Servizio di Reumatologia e Immunologia Clinica -  Reparto di Ginecologia e Ostetricia 1, Ospedale Civile di Brescia

Oggi molte donne con malattie autoimmuni sistemiche portano a termine con successo la gravidanza. Tuttavia, al di là di quello che implichi per la salute materna, l'esito della gravidanza in queste pazienti è soggetto a rischi particolari legati all'effetto delle malattie stesse o delle loro espressioni sullo sviluppo del feto. Questi rischi sono così concreti che in un passato poi non del tutto remoto era relativamente poco frequente che donne con malattia autoimmune sistemica pianificassero una normale vita di famiglia.

Lo sforzo di questi ultimi 20 anni è stato quello di identificare e, quando possibile, di prevenire, nell'ambito di questa patologia, le cause di insuccesso ostetrico e cioè di aborto, morte endouterina del feto, prematurità e patologia neonatale. E' evidente che il lavoro di prevenzione e sorveglianza si configura come lavoro congiunto multidisciplinare, con la imprescindibile partecipazione di una équipe ostetrica dedicata.

Storicamente, i principali fattori di rischio sono: la presenza di malattia all'esordio o in fase attiva, la presenza di anticorpi antifosfolipidi, la presenza di anticorpi anti-Ro/SS-A.

La attività e il tipo di malattia

Fortunatamente è oggi assai raro che una paziente con malattia autoimmune sistemica sia indotta ad un aborto terapeutico per la sua malattia, pertanto la osservazione prospettica delle gravidanze ha portato ad una valutazione realistica dell'effetto della patologia di per sé e del suo andamento sull'esito fetale.

Le gravidanze che decorrono in pazienti con lupus sistemico registrano una percentuale di aborti e morti endouterine del feto più alto che di norma(1). Che questo dato sia da imputare alla presenza di malattia attiva nella madre è sostenuto da taluni autori(2,3), mentre un recente lavoro di metanalisi dei dati disponibili in letteratura(4) mette in evidenza che non esistono significative differenze tra pazienti con malattia attiva e non attiva, quasi che, nell'ambito della malattia lupica, altre cause, diverse dalla attività di malattia, giuochino un ruolo preminente nel determinare la patologia gravidica. Nel caso di lupus renale, specie se attivo, la prognosi fetale pare molto più severa con 46% e 30% di insuccessi riportati da studi retrospettivi(5,6). Il rischio appare più elevato in pazienti con malattia attiva e funzione renale compromessa(7), mentre soggetti con malattia stabilizzata e funzione renale discretamente conservata hanno, nella nostra esperienza, una prognosi riproduttiva  non particolarmente alterata(8).

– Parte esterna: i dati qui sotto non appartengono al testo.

//! Extraction of one business card.

use std::time::Duration;

use mapscout_core::ListingRecord;

use crate::controls::Controls;
use crate::error::ScraperError;
use crate::events::Reporter;
use crate::page::{Page, Role};
use crate::retry::retry_with_backoff;
use crate::reviews::{ReviewExtractor, ReviewPolicy};
use crate::text::decode_link;

#[derive(Debug, Clone)]
pub struct ListingExtractor {
    policy: ReviewPolicy,
    optional_wait: Duration,
    reviews: Option<ReviewExtractor>,
}

impl ListingExtractor {
    #[must_use]
    pub fn new(policy: ReviewPolicy, optional_wait: Duration, scrape_reviews: bool) -> Self {
        let reviews = scrape_reviews.then(|| ReviewExtractor::new(policy.clone()));
        Self {
            policy,
            optional_wait,
            reviews,
        }
    }

    /// Extract the business currently shown on `page`.
    ///
    /// Returns `Ok(None)` when the page has no title, i.e. it is not a
    /// business card.
    ///
    /// # Errors
    ///
    /// Returns `ScraperError` only when the title itself cannot be read.
    /// Missing phone, address or reviews degrade to empty values.
    pub async fn extract<P: Page>(
        &self,
        page: &P,
        controls: &Controls,
        reporter: &Reporter,
    ) -> Result<Option<ListingRecord>, ScraperError> {
        let Some(title) = page.find_one(Role::Title).await? else {
            return Ok(None);
        };
        let name = page.read_text(&title).await?.trim().to_string();
        if name.is_empty() {
            return Ok(None);
        }
        reporter.info(format!("Processing {name}"));

        let phone = self.read_phone(page, &name).await;
        let address = read_optional(page, Role::Address).await;
        let link = match page.current_url().await {
            Ok(url) => decode_link(&url),
            Err(e) => {
                tracing::warn!(listing = %name, error = %e, "could not read listing URL");
                String::new()
            }
        };

        let reviews = match &self.reviews {
            Some(engine) => Some(
                engine
                    .extract(page, &name, controls.max_reviews(), controls, reporter)
                    .await,
            ),
            None => None,
        };

        Ok(Some(ListingRecord {
            name,
            phone,
            address,
            link,
            latitude: String::new(),
            longitude: String::new(),
            reviews,
        }))
    }

    async fn read_phone<P: Page>(&self, page: &P, name: &str) -> String {
        let reveal = match page
            .wait_clickable(Role::PhoneReveal, self.optional_wait)
            .await
        {
            Ok(Some(reveal)) => reveal,
            Ok(None) => {
                tracing::debug!(listing = %name, "no phone reveal button");
                return String::new();
            }
            Err(e) => {
                tracing::debug!(listing = %name, error = %e, "phone reveal lookup failed");
                return String::new();
            }
        };

        let reveal = &reveal;
        let clicked = retry_with_backoff(
            self.policy.max_retries,
            self.policy.retry_backoff_base_ms,
            move || page.click(reveal),
        )
        .await;
        if let Err(e) = clicked {
            tracing::warn!(listing = %name, error = %e, "could not reveal phone number");
            return String::new();
        }
        tokio::time::sleep(self.policy.settle).await;

        read_optional(page, Role::Phone).await
    }
}

/// Trimmed text of `role`, or empty when absent or unreadable.
async fn read_optional<P: Page>(page: &P, role: Role) -> String {
    match page.find_one(role).await {
        Ok(Some(el)) => page
            .read_text(&el)
            .await
            .map(|t| t.trim().to_string())
            .unwrap_or_default(),
        Ok(None) => String::new(),
        Err(e) => {
            tracing::debug!(%role, error = %e, "optional field lookup failed");
            String::new()
        }
    }
}
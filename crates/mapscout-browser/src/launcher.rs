use std::path::PathBuf;
use std::sync::Arc;
use std::time::Duration;

use async_trait::async_trait;
use chromiumoxide::cdp::browser_protocol::network::{EnableParams, SetBlockedUrLsParams};
use chromiumoxide::{Browser, BrowserConfig, Handler};
use futures::StreamExt;
use mapscout_core::{AppConfig, LocatorMap};
use mapscout_scraper::{Launcher, ScraperError};
use tokio::task::JoinHandle;

use crate::page::ChromiumPage;
use crate::scripts::{BLOCKED_URLS, LAUNCH_ARGS};

const DEFAULT_POLL_INTERVAL: Duration = Duration::from_millis(250);

/// Browser process settings taken from [`AppConfig`].
#[derive(Debug, Clone, PartialEq, Eq)]
pub struct LaunchSettings {
    pub headless: bool,
    pub chrome_path: Option<PathBuf>,
    pub window_width: u32,
    pub window_height: u32,
    pub poll_interval: Duration,
}

impl LaunchSettings {
    #[must_use]
    pub fn from_config(config: &AppConfig) -> Self {
        Self {
            headless: config.headless,
            chrome_path: config.chrome_path.clone(),
            window_width: config.window_width,
            window_height: config.window_height,
            poll_interval: DEFAULT_POLL_INTERVAL,
        }
    }

    fn browser_config(&self) -> Result<BrowserConfig, ScraperError> {
        let mut builder = BrowserConfig::builder()
            .window_size(self.window_width, self.window_height)
            .no_sandbox();
        if !self.headless {
            builder = builder.with_head();
        }
        if let Some(path) = &self.chrome_path {
            builder = builder.chrome_executable(path);
        }
        for arg in LAUNCH_ARGS {
            builder = builder.arg(arg);
        }
        builder.build().map_err(ScraperError::Launch)
    }
}

/// Starts one Chromium process per run.
#[derive(Debug, Clone)]
pub struct ChromiumLauncher {
    settings: LaunchSettings,
    locators: Arc<LocatorMap>,
}

impl ChromiumLauncher {
    #[must_use]
    pub fn new(settings: LaunchSettings, locators: LocatorMap) -> Self {
        Self {
            settings,
            locators: Arc::new(locators),
        }
    }

    #[must_use]
    pub fn from_config(config: &AppConfig, locators: LocatorMap) -> Self {
        Self::new(LaunchSettings::from_config(config), locators)
    }

    #[must_use]
    pub fn settings(&self) -> &LaunchSettings {
        &self.settings
    }
}

fn spawn_handler(mut handler: Handler) -> JoinHandle<()> {
    tokio::spawn(async move {
        while let Some(event) = handler.next().await {
            if let Err(e) = event {
                tracing::warn!(error = %e, "browser handler event error");
            }
        }
        tracing::debug!("browser handler finished");
    })
}

#[async_trait]
impl Launcher for ChromiumLauncher {
    type Handle = ChromiumPage;

    async fn launch(&self) -> Result<ChromiumPage, ScraperError> {
        let config = self.settings.browser_config()?;
        let (mut browser, handler) = Browser::launch(config)
            .await
            .map_err(|e| ScraperError::Launch(e.to_string()))?;
        let handler = spawn_handler(handler);

        let page = match browser.new_page("about:blank").await {
            Ok(page) => page,
            Err(e) => {
                let _ = browser.close().await;
                handler.abort();
                return Err(ScraperError::Launch(format!("could not open a tab: {e}")));
            }
        };

        let blocked: Vec<String> = BLOCKED_URLS.iter().map(ToString::to_string).collect();
        if let Err(e) = page.execute(EnableParams::default()).await {
            tracing::warn!(error = %e, "could not enable network domain");
        } else if let Err(e) = page.execute(SetBlockedUrLsParams::new(blocked)).await {
            tracing::warn!(error = %e, "could not install request blocking");
        }

        tracing::info!(
            headless = self.settings.headless,
            width = self.settings.window_width,
            height = self.settings.window_height,
            "browser launched"
        );

        Ok(ChromiumPage::new(
            browser,
            page,
            handler,
            Arc::clone(&self.locators),
            self.settings.poll_interval,
        ))
    }
}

Una significativa percentuale di aborti e soprattutto di parti pretermine sono segnalati anche in pazienti con sclerosi sistemica progressiva(9) prevalentemente con forma di sclerodermia diffusa. Inoltre, dal momento che nelle fasi precoci e di acuzie di questa malattia non è raro il coinvolgimento renale o cardiaco, è evidente che le gravidanze che coincidono con questo periodo risultano particolarmente problematiche e andrebbero, se possibile, rimandate ad una fase di stabilità della forma. Confermano un particolare rischio delle forme precoci talune segnalazioni che attribuirebbero ad un periodo precedente l'esordio di malattia la più alta percentuale di aborti ed infertilità(10).

Gli anticorpi antifosfolipidi

Nella malattia lupica la presenza di anticorpi antifosfolipidi è stata valutata come il miglior fattore predittivo di insuccesso ostetrico(11) . Questa stringente associazione ha portato alla descrizione, prima nell'ambito del lupus e, successivamente, in soggetti altrimenti sani, di una sindrome caratterizzata tra l'altro da aborti ricorrenti(12).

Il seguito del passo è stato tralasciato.